La doctrine publiciste française n’aborde quasiment pas la notion de pouvoir local, en tant que telle. « On doit certainement ce constat de carence tout autant au règne des aspects institutionnels sur le contentieux constitutionnel des collectivités locales […] qu’à l’évidente difficulté d’associer ce pouvoir local à des mécanismes juridiques certains qui l’identifieraient » 141 . La doctrine lui préfère alors les notions, juridiquement plus clairement définissables, de décentralisation et/ou de démocratie locale (ou de proximité 142 ), qui constituent toutes deux des pans importants de sa production.
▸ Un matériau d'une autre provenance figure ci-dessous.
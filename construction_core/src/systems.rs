use bevy::prelude::*;

use crate::manager::ConstructionManager;
use crate::telemetry::ConstructionTelemetry;

/// Runs one reconciliation pass and records what it changed.
pub fn reconcile_constructions(
    mut manager: ResMut<ConstructionManager>,
    mut telemetry: ResMut<ConstructionTelemetry>,
) {
    let report = manager.update();
    if !report.is_quiet() {
        tracing::debug!(
            target: "construction::systems",
            tick = report.tick,
            started = report.started.len(),
            finished = report.finished.len(),
            cancelled = report.cancelled.len(),
            reassigned = report.reassigned.len(),
            "construction.tick.summary"
        );
    }
    telemetry.record(report);
}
Lorsqu’elle s’intéresse à la notion de décentralisation, la démarche la plus répandue dans la doctrine contemporaine vise alors rarement à proposer une conception générale de la mise en œuvre de la décentralisation, mais consiste plutôt en un ensemble d’études ciblées sur les différents aspects du phénomène. Jean-Marie PONTIER et Isabelle MULLER font toutefois exception ; le premier consacre en effet une étude à la mise en œuvre de la décentralisation à travers l’articulation de la répartition des compétences entre l’État et les collectivités locales 143 , tandis que la seconde analyse la régulation juridictionnelle de la décentralisation 144 . Cependant, même si l’étude de M. PONTIER peut être lue à l’aune d’une définition matérielle du pouvoir, cette dimension est, malgré tout, peu développée, laissant place à un examen concret des mécanismes juridiques. Ni son étude, ni celle de Mme MULLER n’embrassent de plus la dimension constitutionnelle de la décentralisation en restant essentiellement centrées sur les données législatives du phénomène décentralisateur. Elles omettent, de ce fait, un pan important de l’analyse des rapports entre les deux puissances d’État et territoriale. D’autres auteurs ont a contrario privilégié une démarche au niveau constitutionnel, proposant, bien souvent, des études générales, cherchant à théoriser la décentralisation 145 , ou à tout le moins à en déterminer les bases constitutionnelles 146 . Nombre de ces travaux construisent leurs réflexion sur une comparaison entre décentralisation et fédéralisme 147 , ils n’en tirent toutefois aucune conséquence ni quant à l’apport de la constitutionnalisation des dispositions relatives aux collectivités territoriales à l’organisation verticale du pouvoir dans l’État, ni quant à la nature et la définition du pouvoir local, laissant quasiment vierge notre terrain d’analyse.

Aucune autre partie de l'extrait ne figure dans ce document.